Report every line from the material that contains the word "usize".

Supplied material START

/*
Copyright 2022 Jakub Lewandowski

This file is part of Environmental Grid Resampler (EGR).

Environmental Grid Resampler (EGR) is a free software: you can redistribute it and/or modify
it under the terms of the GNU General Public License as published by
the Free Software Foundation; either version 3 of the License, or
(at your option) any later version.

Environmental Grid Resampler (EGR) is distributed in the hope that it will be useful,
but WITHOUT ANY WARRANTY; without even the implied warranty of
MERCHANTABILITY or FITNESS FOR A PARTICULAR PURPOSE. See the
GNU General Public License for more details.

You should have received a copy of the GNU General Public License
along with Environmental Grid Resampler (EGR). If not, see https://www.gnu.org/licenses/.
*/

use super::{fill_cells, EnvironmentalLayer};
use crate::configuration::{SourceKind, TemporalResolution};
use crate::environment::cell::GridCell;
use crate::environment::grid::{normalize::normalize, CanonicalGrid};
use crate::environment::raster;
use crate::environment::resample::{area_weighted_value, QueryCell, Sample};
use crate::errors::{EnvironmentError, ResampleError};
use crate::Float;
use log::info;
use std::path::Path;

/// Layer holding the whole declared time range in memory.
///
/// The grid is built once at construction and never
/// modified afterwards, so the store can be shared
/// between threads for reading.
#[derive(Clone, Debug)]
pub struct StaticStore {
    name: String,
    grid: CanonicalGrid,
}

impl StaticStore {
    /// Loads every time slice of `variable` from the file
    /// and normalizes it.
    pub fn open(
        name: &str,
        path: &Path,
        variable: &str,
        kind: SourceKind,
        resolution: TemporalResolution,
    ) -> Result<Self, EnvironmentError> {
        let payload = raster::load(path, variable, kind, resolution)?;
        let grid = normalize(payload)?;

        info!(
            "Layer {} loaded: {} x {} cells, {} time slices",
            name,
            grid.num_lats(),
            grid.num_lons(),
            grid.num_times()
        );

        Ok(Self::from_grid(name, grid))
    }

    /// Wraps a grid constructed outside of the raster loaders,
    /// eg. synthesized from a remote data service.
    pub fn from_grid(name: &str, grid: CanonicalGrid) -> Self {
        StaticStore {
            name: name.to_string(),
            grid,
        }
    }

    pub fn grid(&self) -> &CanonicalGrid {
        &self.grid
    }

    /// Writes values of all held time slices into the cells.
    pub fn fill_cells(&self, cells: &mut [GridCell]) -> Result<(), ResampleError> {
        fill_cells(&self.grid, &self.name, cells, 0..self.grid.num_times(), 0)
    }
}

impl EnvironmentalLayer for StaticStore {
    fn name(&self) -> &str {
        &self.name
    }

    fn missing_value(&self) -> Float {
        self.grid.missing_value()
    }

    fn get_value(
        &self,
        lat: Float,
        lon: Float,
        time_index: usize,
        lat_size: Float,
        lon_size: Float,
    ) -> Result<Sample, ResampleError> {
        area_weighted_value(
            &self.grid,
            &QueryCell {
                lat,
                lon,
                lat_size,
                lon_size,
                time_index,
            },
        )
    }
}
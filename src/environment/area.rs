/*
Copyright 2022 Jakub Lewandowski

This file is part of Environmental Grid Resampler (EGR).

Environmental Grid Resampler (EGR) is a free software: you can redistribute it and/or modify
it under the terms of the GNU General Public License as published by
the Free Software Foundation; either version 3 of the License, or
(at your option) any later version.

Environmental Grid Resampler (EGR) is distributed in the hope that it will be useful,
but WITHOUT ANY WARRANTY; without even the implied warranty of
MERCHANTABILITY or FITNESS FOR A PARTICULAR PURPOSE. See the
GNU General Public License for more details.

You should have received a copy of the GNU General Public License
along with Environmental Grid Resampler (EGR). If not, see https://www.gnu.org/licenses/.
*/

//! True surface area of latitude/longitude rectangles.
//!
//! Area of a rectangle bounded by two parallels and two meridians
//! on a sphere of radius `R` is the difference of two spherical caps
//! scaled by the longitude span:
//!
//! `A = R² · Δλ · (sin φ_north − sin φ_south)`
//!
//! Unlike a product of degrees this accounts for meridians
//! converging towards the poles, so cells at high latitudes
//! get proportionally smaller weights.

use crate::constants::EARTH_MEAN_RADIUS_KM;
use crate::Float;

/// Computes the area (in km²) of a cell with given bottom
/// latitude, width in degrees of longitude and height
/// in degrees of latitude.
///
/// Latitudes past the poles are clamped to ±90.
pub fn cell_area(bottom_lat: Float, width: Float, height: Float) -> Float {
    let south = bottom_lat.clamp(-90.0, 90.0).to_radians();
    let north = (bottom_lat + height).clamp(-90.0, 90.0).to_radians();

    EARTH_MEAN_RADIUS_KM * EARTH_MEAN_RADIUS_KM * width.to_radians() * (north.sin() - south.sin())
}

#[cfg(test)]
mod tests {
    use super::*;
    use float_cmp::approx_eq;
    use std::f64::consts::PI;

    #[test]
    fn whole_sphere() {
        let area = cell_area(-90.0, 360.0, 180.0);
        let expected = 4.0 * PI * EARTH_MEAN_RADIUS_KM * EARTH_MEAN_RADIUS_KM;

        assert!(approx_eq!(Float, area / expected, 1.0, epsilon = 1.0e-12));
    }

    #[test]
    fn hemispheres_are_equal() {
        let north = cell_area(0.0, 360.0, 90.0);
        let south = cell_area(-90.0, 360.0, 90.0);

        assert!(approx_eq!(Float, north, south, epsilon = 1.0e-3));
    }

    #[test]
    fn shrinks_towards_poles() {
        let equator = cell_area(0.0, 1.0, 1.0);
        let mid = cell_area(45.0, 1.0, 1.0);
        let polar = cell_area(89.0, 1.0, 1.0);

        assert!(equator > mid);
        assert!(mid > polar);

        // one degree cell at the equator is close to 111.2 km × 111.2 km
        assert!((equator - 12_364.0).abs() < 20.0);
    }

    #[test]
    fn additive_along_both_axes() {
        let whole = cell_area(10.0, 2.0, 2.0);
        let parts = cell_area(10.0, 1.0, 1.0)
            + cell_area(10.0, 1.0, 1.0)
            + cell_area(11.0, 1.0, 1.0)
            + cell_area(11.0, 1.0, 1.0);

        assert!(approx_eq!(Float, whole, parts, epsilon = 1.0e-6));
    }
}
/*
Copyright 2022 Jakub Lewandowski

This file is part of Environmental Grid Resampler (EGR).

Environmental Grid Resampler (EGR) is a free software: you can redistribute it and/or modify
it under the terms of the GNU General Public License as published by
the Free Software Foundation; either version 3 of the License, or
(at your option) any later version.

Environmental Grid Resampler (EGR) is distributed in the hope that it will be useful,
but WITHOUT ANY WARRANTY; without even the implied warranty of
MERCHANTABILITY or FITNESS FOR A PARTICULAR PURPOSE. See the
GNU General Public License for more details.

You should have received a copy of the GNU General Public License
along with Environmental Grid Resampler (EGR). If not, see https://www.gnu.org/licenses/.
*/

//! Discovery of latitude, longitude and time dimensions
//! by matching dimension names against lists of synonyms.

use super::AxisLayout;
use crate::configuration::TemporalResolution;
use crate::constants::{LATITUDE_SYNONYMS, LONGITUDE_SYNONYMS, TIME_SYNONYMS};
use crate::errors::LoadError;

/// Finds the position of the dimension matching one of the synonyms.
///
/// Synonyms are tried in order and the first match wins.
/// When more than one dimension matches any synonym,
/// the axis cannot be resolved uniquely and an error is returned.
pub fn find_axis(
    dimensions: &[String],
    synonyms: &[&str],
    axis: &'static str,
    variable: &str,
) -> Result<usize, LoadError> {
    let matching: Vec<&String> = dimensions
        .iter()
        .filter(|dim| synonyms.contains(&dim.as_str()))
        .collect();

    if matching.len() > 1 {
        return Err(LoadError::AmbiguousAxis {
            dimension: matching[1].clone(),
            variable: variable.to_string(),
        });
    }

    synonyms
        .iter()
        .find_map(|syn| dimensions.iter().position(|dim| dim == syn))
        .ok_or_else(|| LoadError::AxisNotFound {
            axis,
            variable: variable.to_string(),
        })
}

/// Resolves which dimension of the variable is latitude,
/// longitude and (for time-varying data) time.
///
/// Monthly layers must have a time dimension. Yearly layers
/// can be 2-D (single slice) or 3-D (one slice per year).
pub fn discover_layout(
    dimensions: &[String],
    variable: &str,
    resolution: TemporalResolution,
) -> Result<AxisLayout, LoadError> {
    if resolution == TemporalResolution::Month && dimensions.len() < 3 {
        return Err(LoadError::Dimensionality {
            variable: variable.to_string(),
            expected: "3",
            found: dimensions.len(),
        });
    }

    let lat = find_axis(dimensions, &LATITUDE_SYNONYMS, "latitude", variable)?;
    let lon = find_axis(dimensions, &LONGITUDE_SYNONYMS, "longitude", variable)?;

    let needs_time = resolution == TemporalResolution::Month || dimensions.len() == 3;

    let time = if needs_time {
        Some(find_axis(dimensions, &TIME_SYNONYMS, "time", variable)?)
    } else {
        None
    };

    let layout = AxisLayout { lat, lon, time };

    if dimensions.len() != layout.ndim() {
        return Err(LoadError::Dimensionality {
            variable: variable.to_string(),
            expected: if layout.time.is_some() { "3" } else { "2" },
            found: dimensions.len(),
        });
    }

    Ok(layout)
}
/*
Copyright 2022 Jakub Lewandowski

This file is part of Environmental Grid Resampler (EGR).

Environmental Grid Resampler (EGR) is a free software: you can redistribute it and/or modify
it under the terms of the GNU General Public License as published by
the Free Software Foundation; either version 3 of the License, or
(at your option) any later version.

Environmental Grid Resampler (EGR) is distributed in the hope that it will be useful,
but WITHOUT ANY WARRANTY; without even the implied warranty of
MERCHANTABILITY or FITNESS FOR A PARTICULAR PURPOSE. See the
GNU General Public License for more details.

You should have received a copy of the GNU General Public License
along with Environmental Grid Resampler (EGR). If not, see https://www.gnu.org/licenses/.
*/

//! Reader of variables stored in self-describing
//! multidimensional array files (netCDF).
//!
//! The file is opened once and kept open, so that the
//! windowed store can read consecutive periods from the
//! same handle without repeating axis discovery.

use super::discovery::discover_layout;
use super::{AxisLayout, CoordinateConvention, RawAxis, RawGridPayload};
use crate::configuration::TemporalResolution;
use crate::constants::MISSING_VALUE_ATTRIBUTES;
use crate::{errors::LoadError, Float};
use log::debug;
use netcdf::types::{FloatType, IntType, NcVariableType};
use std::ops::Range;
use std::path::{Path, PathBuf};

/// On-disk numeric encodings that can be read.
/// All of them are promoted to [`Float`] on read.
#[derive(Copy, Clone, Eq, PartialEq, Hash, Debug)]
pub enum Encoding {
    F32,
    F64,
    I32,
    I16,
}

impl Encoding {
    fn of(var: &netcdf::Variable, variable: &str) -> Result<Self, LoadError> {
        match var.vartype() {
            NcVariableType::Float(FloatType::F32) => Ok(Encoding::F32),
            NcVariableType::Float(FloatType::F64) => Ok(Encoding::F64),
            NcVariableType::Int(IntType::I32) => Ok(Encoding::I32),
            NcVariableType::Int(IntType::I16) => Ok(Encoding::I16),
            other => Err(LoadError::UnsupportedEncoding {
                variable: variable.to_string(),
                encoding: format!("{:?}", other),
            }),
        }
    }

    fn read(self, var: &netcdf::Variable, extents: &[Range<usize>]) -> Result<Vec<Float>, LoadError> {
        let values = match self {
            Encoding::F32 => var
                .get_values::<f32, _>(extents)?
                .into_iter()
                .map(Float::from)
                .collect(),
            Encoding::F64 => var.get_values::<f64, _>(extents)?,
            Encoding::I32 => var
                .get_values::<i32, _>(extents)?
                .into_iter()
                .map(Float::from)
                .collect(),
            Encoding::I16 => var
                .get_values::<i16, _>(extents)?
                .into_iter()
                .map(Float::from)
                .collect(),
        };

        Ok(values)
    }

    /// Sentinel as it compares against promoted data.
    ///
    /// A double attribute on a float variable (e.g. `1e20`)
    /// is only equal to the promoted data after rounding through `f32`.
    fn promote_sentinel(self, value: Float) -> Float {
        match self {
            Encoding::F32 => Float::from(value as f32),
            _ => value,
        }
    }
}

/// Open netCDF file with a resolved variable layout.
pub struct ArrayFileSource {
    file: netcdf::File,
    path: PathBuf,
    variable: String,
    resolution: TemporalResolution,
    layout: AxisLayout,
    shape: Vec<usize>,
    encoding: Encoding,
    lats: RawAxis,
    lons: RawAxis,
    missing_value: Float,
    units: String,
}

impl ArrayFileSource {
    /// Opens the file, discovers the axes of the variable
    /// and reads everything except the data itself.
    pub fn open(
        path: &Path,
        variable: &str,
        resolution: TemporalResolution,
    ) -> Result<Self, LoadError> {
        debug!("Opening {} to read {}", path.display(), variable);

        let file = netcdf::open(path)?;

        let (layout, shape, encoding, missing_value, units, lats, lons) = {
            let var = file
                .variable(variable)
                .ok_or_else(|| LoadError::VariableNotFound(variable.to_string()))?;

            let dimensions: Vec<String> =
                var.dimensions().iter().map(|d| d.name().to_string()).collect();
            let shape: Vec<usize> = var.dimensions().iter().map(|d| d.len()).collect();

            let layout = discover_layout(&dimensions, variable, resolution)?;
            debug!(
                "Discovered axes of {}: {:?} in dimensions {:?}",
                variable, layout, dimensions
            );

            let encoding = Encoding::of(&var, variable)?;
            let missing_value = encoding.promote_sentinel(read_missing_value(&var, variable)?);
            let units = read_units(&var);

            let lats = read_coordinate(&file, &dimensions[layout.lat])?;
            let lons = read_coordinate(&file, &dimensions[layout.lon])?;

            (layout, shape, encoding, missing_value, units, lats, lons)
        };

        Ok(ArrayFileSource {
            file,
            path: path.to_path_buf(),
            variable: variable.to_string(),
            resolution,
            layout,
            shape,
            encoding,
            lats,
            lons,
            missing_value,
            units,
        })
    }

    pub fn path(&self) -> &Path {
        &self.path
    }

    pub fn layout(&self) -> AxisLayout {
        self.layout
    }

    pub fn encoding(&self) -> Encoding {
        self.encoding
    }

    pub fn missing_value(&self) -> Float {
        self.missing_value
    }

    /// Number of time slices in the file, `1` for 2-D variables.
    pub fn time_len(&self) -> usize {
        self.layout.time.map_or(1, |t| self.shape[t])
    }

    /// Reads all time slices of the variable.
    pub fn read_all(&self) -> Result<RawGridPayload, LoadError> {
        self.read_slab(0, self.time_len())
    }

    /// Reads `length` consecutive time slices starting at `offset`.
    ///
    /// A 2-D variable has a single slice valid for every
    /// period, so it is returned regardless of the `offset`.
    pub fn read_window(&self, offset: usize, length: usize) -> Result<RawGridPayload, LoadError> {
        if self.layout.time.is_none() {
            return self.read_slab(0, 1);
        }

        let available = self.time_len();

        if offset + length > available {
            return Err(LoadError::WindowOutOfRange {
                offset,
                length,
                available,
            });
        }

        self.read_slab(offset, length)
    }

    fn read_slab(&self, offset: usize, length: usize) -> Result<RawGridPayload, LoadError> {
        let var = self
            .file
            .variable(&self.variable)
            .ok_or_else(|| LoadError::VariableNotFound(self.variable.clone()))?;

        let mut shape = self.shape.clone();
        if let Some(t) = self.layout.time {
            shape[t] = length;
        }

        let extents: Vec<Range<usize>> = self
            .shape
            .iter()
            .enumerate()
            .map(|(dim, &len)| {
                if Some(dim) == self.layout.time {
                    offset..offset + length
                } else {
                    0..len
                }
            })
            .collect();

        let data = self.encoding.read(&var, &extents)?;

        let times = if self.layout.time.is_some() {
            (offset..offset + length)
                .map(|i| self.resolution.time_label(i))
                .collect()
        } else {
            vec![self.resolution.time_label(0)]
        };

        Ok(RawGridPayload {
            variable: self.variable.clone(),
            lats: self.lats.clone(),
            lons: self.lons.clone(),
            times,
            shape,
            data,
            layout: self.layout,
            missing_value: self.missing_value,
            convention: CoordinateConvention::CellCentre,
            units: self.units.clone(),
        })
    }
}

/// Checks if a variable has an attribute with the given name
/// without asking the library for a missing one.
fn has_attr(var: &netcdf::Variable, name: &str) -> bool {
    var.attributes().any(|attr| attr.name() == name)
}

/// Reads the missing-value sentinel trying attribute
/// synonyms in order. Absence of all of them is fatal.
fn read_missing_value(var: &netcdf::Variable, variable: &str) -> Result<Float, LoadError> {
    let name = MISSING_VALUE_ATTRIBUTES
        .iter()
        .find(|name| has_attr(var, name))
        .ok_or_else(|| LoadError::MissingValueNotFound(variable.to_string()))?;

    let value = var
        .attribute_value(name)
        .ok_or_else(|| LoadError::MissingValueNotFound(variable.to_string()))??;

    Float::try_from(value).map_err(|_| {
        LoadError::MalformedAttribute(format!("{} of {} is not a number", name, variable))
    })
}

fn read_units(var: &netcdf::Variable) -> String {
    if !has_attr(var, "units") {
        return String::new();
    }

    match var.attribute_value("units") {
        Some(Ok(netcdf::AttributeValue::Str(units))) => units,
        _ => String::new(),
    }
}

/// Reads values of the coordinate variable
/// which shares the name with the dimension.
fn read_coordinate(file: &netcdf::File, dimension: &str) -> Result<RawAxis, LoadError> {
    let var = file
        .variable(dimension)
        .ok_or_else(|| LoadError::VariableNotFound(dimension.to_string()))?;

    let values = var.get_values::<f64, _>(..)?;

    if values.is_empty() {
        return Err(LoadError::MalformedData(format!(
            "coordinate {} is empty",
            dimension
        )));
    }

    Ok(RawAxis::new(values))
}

Supplied material END

Problem solution:
        time_index: usize,
) -> Result<usize, LoadError> {
    fn read(self, var: &netcdf::Variable, extents: &[Range<usize>]) -> Result<Vec<Float>, LoadError> {
    shape: Vec<usize>,
            let shape: Vec<usize> = var.dimensions().iter().map(|d| d.len()).collect();
    pub fn time_len(&self) -> usize {
    pub fn read_window(&self, offset: usize, length: usize) -> Result<RawGridPayload, LoadError> {
    fn read_slab(&self, offset: usize, length: usize) -> Result<RawGridPayload, LoadError> {
        let extents: Vec<Range<usize>> = self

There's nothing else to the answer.